According to the Medicare Benefit Policy Manual, PHPs are structured to provide intensive psychiatric care through active treatment, which closely resembles that of a highly structured, short-term hospital inpatient program.  PHP is treatment at a level more intense than outpatient day treatment. Programs providing primarily social, recreational or diversionary activities are not considered partial hospitalization.

These indictments are the most recent in a long list of criminal actions related to this PHP services scheme.  Between February 2012 and October, 2014, six individuals, including Mohammad Kahn, an assistant administrator of Riverside General Hospital, pleaded guilty to charges related to the scheme, which reportedly involved a total of $158 million in Medicare claims, and four individuals, including Riverside’s president and his son, have been convicted.  Khan is scheduled to be sentenced on May 21, 2015 and the other defendants are also awaiting sentencing.  PHP services have been under scrutiny by the federal government for the past several years.  In 2011, based on a qui tam complaint, the DOJ investigated and prosecuted American Therapeutic Corporation for a $205 million Medicare fraud scheme involving PHP services, which resulted in the conviction of more than 20 individuals, guilty pleas from the corporation and an associated management company, and a 50-year prison sentence for the mastermind of the scheme, according to a DOJ announcement and the recent Assistant Attorney General speech.  Further, in August 2012, the Office of Inspector General (OIG) of the Department of Health and Human Services (HHS) published a study entitled Questionable Billing by Community Mental Health Centers, in which it reiterated concerns published in earlier reports regarding vulnerabilities in Medicare payments to community mental health centers for PHP services.

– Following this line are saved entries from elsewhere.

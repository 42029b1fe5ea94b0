//! Router tests against in-memory stores and the mock model.

use std::sync::Arc;
use std::time::Duration;

use axum::{
    body::{to_bytes, Body},
    http::{Request, StatusCode},
    Router,
};
use entity_miner::testing::{fixture_deps, responses, MockModel};
use entity_miner::{
    template_types, Category, ExtractedEntity, MinerConfig, MinerDeps, Significance,
};
use miner_server::server::{build_app, AppState};
use serde_json::{json, Value};
use tower::ServiceExt;

fn scripted_model() -> MockModel {
    let entities = [
        ExtractedEntity::new("Balasar", Category::Person, Some(Significance::Major)),
        ExtractedEntity::new("Aass-Nag", Category::Location, None),
    ];
    MockModel::new()
        .with_response(template_types::GENRE_DETERMINATION, responses::genre("High Fantasy"))
        .with_response(template_types::ENTITY_EXTRACTION, responses::entities(&entities))
        .with_response(template_types::PERSON_PROFILER, responses::person("Balasar"))
        .with_response(template_types::LOCATION_PROFILER, responses::location("Aass-Nag"))
}

fn app_with(deps: MinerDeps) -> Router {
    build_app(AppState::new(deps, MinerConfig::new("deepseek.v3-v1:0")), &[])
}

async fn send(app: &Router, method: &str, uri: &str, body: Option<Value>) -> (StatusCode, Value) {
    let request = Request::builder().method(method).uri(uri);
    let request = match body {
        Some(body) => request
            .header("content-type", "application/json")
            .body(Body::from(body.to_string()))
            .unwrap(),
        None => request.body(Body::empty()).unwrap(),
    };

    let response = app.clone().oneshot(request).await.unwrap();
    let status = response.status();
    let bytes = to_bytes(response.into_body(), usize::MAX).await.unwrap();
    let json = if bytes.is_empty() {
        Value::Null
    } else {
        serde_json::from_slice(&bytes).unwrap_or(Value::Null)
    };
    (status, json)
}

async fn wait_for_job(app: &Router, job_id: &str) -> Value {
    for _ in 0..100 {
        let (status, job) = send(app, "GET", &format!("/api/jobs/{}", job_id), None).await;
        assert_eq!(status, StatusCode::OK);
        if job["status"] != "RUNNING" {
            return job;
        }
        tokio::time::sleep(Duration::from_millis(20)).await;
    }
    panic!("job {} did not finish", job_id);
}

#[tokio::test]
async fn test_health() {
    let app = app_with(fixture_deps(Arc::new(MockModel::new())));
    let (status, body) = send(&app, "GET", "/health", None).await;

    assert_eq!(status, StatusCode::OK);
    assert_eq!(body["status"], "healthy");
    assert_eq!(body["model_id"], "deepseek.v3-v1:0");
}

#[tokio::test]
async fn test_mine_job_runs_to_success() {
    let app = app_with(fixture_deps(Arc::new(scripted_model())));

    let (status, accepted) = send(
        &app,
        "POST",
        "/api/mine",
        Some(json!({"text": "Balasar crossed Aass-Nag.", "novel_name": "novel1", "username": "alice"})),
    )
    .await;
    assert_eq!(status, StatusCode::ACCEPTED);
    assert_eq!(accepted["status"], "RUNNING");

    let job = wait_for_job(&app, accepted["job_id"].as_str().unwrap()).await;
    assert_eq!(job["status"], "SUCCEEDED");
    assert_eq!(job["user_id"], "alice");

    let (status, similar) = send(
        &app,
        "GET",
        "/api/similar_entities?query_text=jungle%20realm&collection=alice-novel1&n_results=1",
        None,
    )
    .await;
    assert_eq!(status, StatusCode::OK);
    assert_eq!(similar["entities"].as_array().unwrap().len(), 1);
    assert_eq!(similar["entities"][0]["metadata"]["novel_name"], "novel1");
}

#[tokio::test]
async fn test_mine_job_failure_is_recorded() {
    let app = app_with(fixture_deps(Arc::new(MockModel::new())));

    let (_, accepted) = send(
        &app,
        "POST",
        "/api/mine",
        Some(json!({"text": "T", "novel_name": "novel1", "username": "alice"})),
    )
    .await;

    let job = wait_for_job(&app, accepted["job_id"].as_str().unwrap()).await;
    assert_eq!(job["status"], "FAILED");
    assert!(job["error_message"]
        .as_str()
        .unwrap()
        .contains("genre_determination"));
}

#[tokio::test]
async fn test_mine_rejects_blank_fields() {
    let app = app_with(fixture_deps(Arc::new(MockModel::new())));
    let (status, body) = send(
        &app,
        "POST",
        "/api/mine",
        Some(json!({"text": "", "novel_name": "novel1", "username": "alice"})),
    )
    .await;

    assert_eq!(status, StatusCode::BAD_REQUEST);
    assert!(body["error"].as_str().unwrap().contains("required"));
}

#[tokio::test]
async fn test_unknown_job_is_404() {
    let app = app_with(fixture_deps(Arc::new(MockModel::new())));
    let uri = format!("/api/jobs/{}", uuid::Uuid::new_v4());
    let (status, _) = send(&app, "GET", &uri, None).await;
    assert_eq!(status, StatusCode::NOT_FOUND);
}

#[tokio::test]
async fn test_direct_event_returns_outcome() {
    let app = app_with(fixture_deps(Arc::new(scripted_model())));
    let (status, outcome) = send(
        &app,
        "POST",
        "/api/events",
        Some(json!({"text": "Balasar crossed Aass-Nag.", "novel_name": "novel1", "username": "alice"})),
    )
    .await;

    assert_eq!(status, StatusCode::OK);
    assert_eq!(outcome["status"], "success");
    assert_eq!(outcome["num_mined_entities"], 2);
}

#[tokio::test]
async fn test_story_upload_and_download() {
    let app = app_with(fixture_deps(Arc::new(scripted_model())));

    let (status, uploaded) = send(
        &app,
        "POST",
        "/api/story",
        Some(json!({
            "text": "Balasar crossed Aass-Nag.",
            "filepath": "alice/nadarr_prologue.txt",
            "bucket_name": "stories",
            "username": "alice"
        })),
    )
    .await;
    assert_eq!(status, StatusCode::OK);
    assert_eq!(uploaded["path"], "alice/nadarr_prologue.txt");

    let job = wait_for_job(&app, uploaded["job_id"].as_str().unwrap()).await;
    assert_eq!(job["status"], "SUCCEEDED");
    assert_eq!(job["input_type"], "blob");

    let (status, story) = send(
        &app,
        "GET",
        "/api/story?bucket=stories&object_key=alice/nadarr_prologue.txt",
        None,
    )
    .await;
    assert_eq!(status, StatusCode::OK);
    assert_eq!(story["content"], "Balasar crossed Aass-Nag.");

    let (status, _) = send(&app, "GET", "/api/story?bucket=stories&object_key=nope.txt", None).await;
    assert_eq!(status, StatusCode::NOT_FOUND);
}

#[tokio::test]
async fn test_template_lookup() {
    let app = app_with(fixture_deps(Arc::new(MockModel::new())));

    let uri = format!("/api/templates?template_type={}", template_types::GENRE_DETERMINATION);
    let (status, template) = send(&app, "GET", &uri, None).await;
    assert_eq!(status, StatusCode::OK);
    assert_eq!(template["novel_name"], "global");
    assert!(template["instruction_prompt_template"]
        .as_str()
        .unwrap()
        .contains("{text}"));

    let (status, _) = send(&app, "GET", "/api/templates?template_type=nope", None).await;
    assert_eq!(status, StatusCode::NOT_FOUND);
}

#[tokio::test]
async fn test_manual_entity_is_searchable() {
    let app = app_with(fixture_deps(Arc::new(MockModel::new())));

    let (status, added) = send(
        &app,
        "POST",
        "/api/entity",
        Some(json!({
            "collection": "alice-novel1",
            "entity": "Javok",
            "description": "A heavy zweihander",
            "key_relations": "Owned by Balasar",
            "history": "Forged by the clan"
        })),
    )
    .await;
    assert_eq!(status, StatusCode::OK);
    assert!(added["id"].as_str().unwrap().starts_with("Javok-"));

    let (_, similar) = send(
        &app,
        "GET",
        "/api/similar_entities?query_text=zweihander&collection=alice-novel1",
        None,
    )
    .await;
    assert_eq!(similar["entities"][0]["metadata"]["source"], "manual_entry");
}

In another case, the DOJ announced in October 2014 that it sentenced an owner and operator of two community mental health centers in Houston and a patient recruiter for a community health center in Louisiana to prison and ordered them to pay restitution for their role in a Medicare fraud scheme for PHP services totaling $258.5 million.  Finally, the DOJ announced in January 2015 the sentencing of two Houston-area physicians and the owner of a group home to 148 and 120 months in prison, respectively, and ordered them to pay combined restitution of nearly $10 million for their roles in a $97 million Medicare fraud scheme involving claims for PHP services provided to patients who did not qualify or need the services and the payment of kickbacks to group home owners and recruiters for patient referrals.

These recent enforcement actions, together with the Assistant Attorney General’s focus on these civil and criminal actions in her recent speech, serve to remind mental health providers of potential risks of criminal and civil liability associated with the provision of mental health services, particularly IOP and PHP services, and the need to ensure that all such services billed to Medicare are medically reasonable and necessary and unrelated to improper financial inducements.